The practice window is now in place. The laundry still isn’t finished – it’s missing the sink – but I have no urgent work waiting for me and the weather forecast is looking good. After participating in the local garage sale on Sunday which was held in the grounds of the old school, we pour ourselves a gin tonic (our holiday beverage) and debate on where to go. I’ve been wanting to go back to Gien for a while to complete our porcelain breakfast service, especially since I broke one of the two egg cups.
Gien is a two and a half hour drive east from Blois along the Loire and is part of the Loire à Vélo and Eurovélo 6 cycle routes (the one that goes from Saint Nazaire on the eastern Atlantic seabord to the Black Sea). We find and book a B&B about 10 km out of Gien for the next evening – it seems to have plenty of positive comments on Trip Advisor.
By the time we get up and get ready – it’s amazing how much we always seem to need for even a short trip – it’s nearly midday. We take the motorway to Orléans then drive along the Loire until we get to Jargeau. We can’t find our Eurovelo 6 maps, which is annoying, but I’ve been checking out the route on my phone app. The 30 K return ride from Jargeau to Germigny via Châteauneuf-sur-Loire looks good according to the description.
The bike path along the river to Châteauneuf takes us past the inevitable gabarre flat-bottomed boats in Jargeau before offering wide-sweeping views of the Loire from the levee.
At Châteauneuf, we cross the 276 metre long suspension bridge (initially built in 1838) which unfortunately doesn’t have a bike lane, but there isn’t much traffic so we are able to stop and take photos.

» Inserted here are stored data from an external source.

//! Layout calculation modules for tiling
//!
//! This module handles all the geometric calculations, independent of
//! any PDF document:
//! - Page geometry (trimming, rotation, fitting)
//! - Grid layout (cell size, scale, centering, overlap, fill order)

mod geometry;
mod grid;
mod types;

pub use geometry::*;
pub use grid::{LayoutRequest, compute_layout, fill_order};
pub(crate) use grid::{validate_cell_order, validate_fill_fraction, validate_grid};
pub use types::*;
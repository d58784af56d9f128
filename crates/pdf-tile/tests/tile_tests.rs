use lopdf::{Dictionary, Document, Object, ObjectId, Stream};
use pdf_tile::layout::{GridPosition, PageRotation, Rect};
use pdf_tile::*;

const A4_WIDTH: i64 = 595;
const A4_HEIGHT: i64 = 842;

/// Build a document whose pages have the given MediaBox sizes and rotations
fn create_pdf_with_pages(pages: &[(i64, i64, i64)]) -> Document {
    let mut doc = Document::with_version("1.7");

    // Create page tree root ID
    let pages_id = doc.new_object_id();

    // Create pages array
    let mut kids = Vec::new();
    for &(width, height, rotate) in pages {
        let content_id = doc.add_object(Stream::new(
            Dictionary::new(),
            b"0 0 1 rg 50 50 100 100 re f".to_vec(),
        ));

        let mut page = Dictionary::from_iter(vec![
            ("Type", Object::Name(b"Page".to_vec())),
            ("Parent", Object::Reference(pages_id)),
            (
                "MediaBox",
                Object::Array(vec![
                    Object::Integer(0),
                    Object::Integer(0),
                    Object::Integer(width),
                    Object::Integer(height),
                ]),
            ),
            ("Resources", Object::Dictionary(Dictionary::new())),
            ("Contents", Object::Reference(content_id)),
        ]);
        if rotate != 0 {
            page.set("Rotate", Object::Integer(rotate));
        }
        kids.push(Object::Reference(doc.add_object(page)));
    }

    // Create pages dict
    let pages_dict = Dictionary::from_iter(vec![
        ("Type", Object::Name(b"Pages".to_vec())),
        ("Kids", Object::Array(kids)),
        ("Count", Object::Integer(pages.len() as i64)),
    ]);
    doc.objects.insert(pages_id, Object::Dictionary(pages_dict));

    // Create catalog
    let catalog_id = doc.add_object(Dictionary::from_iter(vec![
        ("Type", Object::Name(b"Catalog".to_vec())),
        ("Pages", Object::Reference(pages_id)),
    ]));

    doc.trailer.set("Root", catalog_id);

    doc
}

fn create_test_pdf(num_pages: usize) -> Document {
    create_pdf_with_pages(&vec![(A4_WIDTH, A4_HEIGHT, 0); num_pages])
}

fn only_page(doc: &Document) -> ObjectId {
    let pages = doc.get_pages();
    assert_eq!(pages.len(), 1);
    *pages.values().next().unwrap()
}

fn number(obj: &Object) -> f32 {
    match obj {
        Object::Integer(i) => *i as f32,
        Object::Real(r) => *r,
        other => panic!("Expected number, got {:?}", other),
    }
}

fn xobject_names(doc: &Document, page_id: ObjectId) -> Vec<Vec<u8>> {
    let page = doc.get_dictionary(page_id).unwrap();
    let resources = page.get(b"Resources").unwrap().as_dict().unwrap();
    let xobjects = resources.get(b"XObject").unwrap().as_dict().unwrap();
    xobjects.iter().map(|(name, _)| name.clone()).collect()
}

fn xobject_bbox(doc: &Document, page_id: ObjectId, name: &[u8]) -> Vec<f32> {
    let page = doc.get_dictionary(page_id).unwrap();
    let resources = page.get(b"Resources").unwrap().as_dict().unwrap();
    let xobjects = resources.get(b"XObject").unwrap().as_dict().unwrap();
    let id = xobjects.get(name).unwrap().as_reference().unwrap();
    let stream = doc.get_object(id).unwrap().as_stream().unwrap();
    stream
        .dict
        .get(b"BBox")
        .unwrap()
        .as_array()
        .unwrap()
        .iter()
        .map(number)
        .collect()
}

fn count_draws(doc: &Document, page_id: ObjectId) -> usize {
    let content = doc.get_page_content(page_id).unwrap();
    String::from_utf8_lossy(&content).matches(" Do Q").count()
}

#[tokio::test]
async fn test_load_pdf() {
    use tempfile::NamedTempFile;

    let mut doc = create_test_pdf(5);
    let temp = NamedTempFile::new().unwrap();
    let path = temp.path();

    // Save test PDF
    let mut writer = Vec::new();
    doc.save_to(&mut writer).unwrap();
    std::fs::write(path, writer).unwrap();

    // Load it back
    let loaded = load_pdf(path).await.unwrap();
    assert_eq!(page_count(&loaded), 5);
}

#[tokio::test]
async fn test_save_pdf() {
    use tempfile::NamedTempFile;

    let doc = create_test_pdf(2);
    let temp = NamedTempFile::new().unwrap();

    save_pdf(doc, temp.path()).await.unwrap();

    // Verify file was created and can be loaded
    assert!(temp.path().exists());
    let loaded = Document::load(temp.path()).unwrap();
    assert_eq!(loaded.get_pages().len(), 2);
}

#[tokio::test]
async fn test_tile_produces_single_sheet() {
    let doc = create_test_pdf(16);
    let options = TileOptions::default();

    let output = tile(&doc, &options).await.unwrap();
    let page_id = only_page(&output);

    // MediaBox is A0 portrait
    let page = output.get_dictionary(page_id).unwrap();
    let media_box: Vec<f32> = page
        .get(b"MediaBox")
        .unwrap()
        .as_array()
        .unwrap()
        .iter()
        .map(number)
        .collect();
    assert!((media_box[2] - 2383.94).abs() < 0.1);
    assert!((media_box[3] - 3370.39).abs() < 0.1);

    // One XObject and one draw per page
    assert_eq!(xobject_names(&output, page_id).len(), 16);
    assert_eq!(count_draws(&output, page_id), 16);
}

#[tokio::test]
async fn test_xobject_clips_to_trimmed_page() {
    let doc = create_test_pdf(1);
    let options = TileOptions::default();
    let margin = options.margin_pt();

    let output = tile(&doc, &options).await.unwrap();
    let page_id = only_page(&output);

    let bbox = xobject_bbox(&output, page_id, b"P0");
    let expected = [
        margin,
        margin,
        A4_WIDTH as f32 - margin,
        A4_HEIGHT as f32 - margin,
    ];
    for (actual, expected) in bbox.iter().zip(expected) {
        assert!((actual - expected).abs() < 0.01, "{:?}", bbox);
    }
}

#[tokio::test]
async fn test_page_range_selects_subset() {
    let doc = create_test_pdf(22);
    let options = TileOptions {
        page_range: PageRange::new(8, 22),
        ..Default::default()
    };

    let plan = plan(&doc, &options).unwrap();
    assert_eq!(plan.selected_pages, 15);
    assert_eq!(plan.placements.len(), 15);
    assert_eq!(plan.placements[0].page_number, 8);
    assert_eq!(plan.placements[14].page_number, 22);
    assert_eq!(plan.placements[14].position, GridPosition::new(3, 2));

    let output = tile(&doc, &options).await.unwrap();
    assert_eq!(count_draws(&output, only_page(&output)), 15);
}

#[tokio::test]
async fn test_sparse_placement_leaves_top_right_blank() {
    let doc = create_test_pdf(15);
    let cells: Vec<GridPosition> = (0..4)
        .flat_map(|row| (0..4).map(move |col| GridPosition::new(row, col)))
        .filter(|pos| !(pos.row == 0 && pos.col == 3))
        .collect();
    let options = TileOptions {
        cell_order: CellOrder::Selected(cells),
        ..Default::default()
    };

    let plan = plan(&doc, &options).unwrap();
    assert_eq!(plan.placements.len(), 15);
    assert!(
        plan.placements
            .iter()
            .all(|p| p.position != GridPosition::new(0, 3))
    );
    assert_eq!(plan.placements[3].position, GridPosition::new(1, 0));
    assert!(plan.dropped_pages.is_empty());
}

#[test]
fn test_extra_pages_are_dropped() {
    let doc = create_test_pdf(6);
    let options = TileOptions {
        grid: GridSize { rows: 2, cols: 2 },
        ..Default::default()
    };

    let plan = plan(&doc, &options).unwrap();
    assert_eq!(plan.placements.len(), 4);
    assert_eq!(plan.dropped_pages, vec![5, 6]);
}

#[test]
fn test_placements_fill_destination_without_overlap() {
    let doc = create_test_pdf(4);
    let options = TileOptions {
        grid: GridSize { rows: 2, cols: 2 },
        overlap_mm: 0.0,
        ..Default::default()
    };

    let plan = plan(&doc, &options).unwrap();
    for placement in &plan.placements {
        let content = placement.content_rect;
        let dest = placement.dest_rect;
        assert!((content.x - dest.x).abs() < 0.01);
        assert!((content.y - dest.y).abs() < 0.01);
        assert!((content.width - dest.width).abs() < 0.01);
        assert!((content.height - dest.height).abs() < 0.01);
    }

    // Row 0 is the top row
    assert!(plan.placements[0].dest_rect.y > plan.placements[2].dest_rect.y);
    assert!(plan.placements[0].dest_rect.x < plan.placements[1].dest_rect.x);
}

#[test]
fn test_overlap_enlarges_painted_area() {
    let doc = create_test_pdf(1);
    let options = TileOptions::default();

    let plan = plan(&doc, &options).unwrap();
    let placement = &plan.placements[0];
    let cell_width = plan.layout.cell_width_pt;
    assert!(placement.dest_rect.width > cell_width);
    assert!(placement.content_rect.width > cell_width);
    assert!(!plan.layout.grid_rect.contains(&placement.content_rect, 0.01));
}

#[test]
fn test_rotated_page_is_placed_upright() {
    // Second page is stored landscape but displayed portrait
    let doc = create_pdf_with_pages(&[(595, 842, 0), (842, 595, 90), (842, 595, 270)]);
    let options = TileOptions {
        grid: GridSize { rows: 1, cols: 3 },
        overlap_mm: 0.0,
        ..Default::default()
    };

    let plan = plan(&doc, &options).unwrap();
    assert_eq!(plan.placements.len(), 3);
    for placement in &plan.placements {
        let content = placement.content_rect;
        let dest = placement.dest_rect;
        assert!((content.width - dest.width).abs() < 0.01);
        assert!((content.height - dest.height).abs() < 0.01);
        assert!((content.x - dest.x).abs() < 0.01);
    }

    let geometry = get_page_geometry(&doc, plan.placements[1].page_id).unwrap();
    assert_eq!(geometry.rotation, PageRotation::Clockwise90);
}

On the other side, we turn right and evenutally come to a cluster of quaint houses with very unusual brick chimneys.
Another village follows full of somewhat ramshackle dwellings most of which are very kitch but I am thwarted in my attempt to photograph the best examples. There seem to be people all over the place!
We finally arrive at Germigny which is rather dull after the other villages along the way. It is not until we go past it in the car later on that I discover that it has a Carolingian oratory. Jean Michel remembers it perfectly from a previous occasion. I am embarrassed to say that I only remember having a cold drink in the café opposite. Jean Michel makes his usual comment about how wonderful it is to take me anywhere. Since I don’t have any recollection of a lot of the places we go to, I derive new pleasure each time we visit again! Now that I’m blogging I tell myself that at least I’ll have photos to remind me of where I’ve been.
On the way back to Jargeau, we stop at the café at the end of the bridge at Châteauneuf for a Coca Zero – it’s an intermittent fast day so we can’t indulge ourselves any further.
We reach our B&B at about 6.30 pm. The 18th century mansion, renovated and redecorated when the owners bought it twenty-five years ago, is set in a beautiful park. It even has a couple of peacocks. Unfortunately it’s a little early in the season for the male to be spreading his tail feathers. He seems to make a lot of noise though!
The room is spacious and full of light, its windows looking onto the park on one side and wisteria on the other – the perfect setting for our picnic dinner. Afterwards we walk around the park examining the different types of vegetation. Some of the trees must be centuries old. But we see how much upkeep is needed and are glad of our little wood which is so much easier to look after!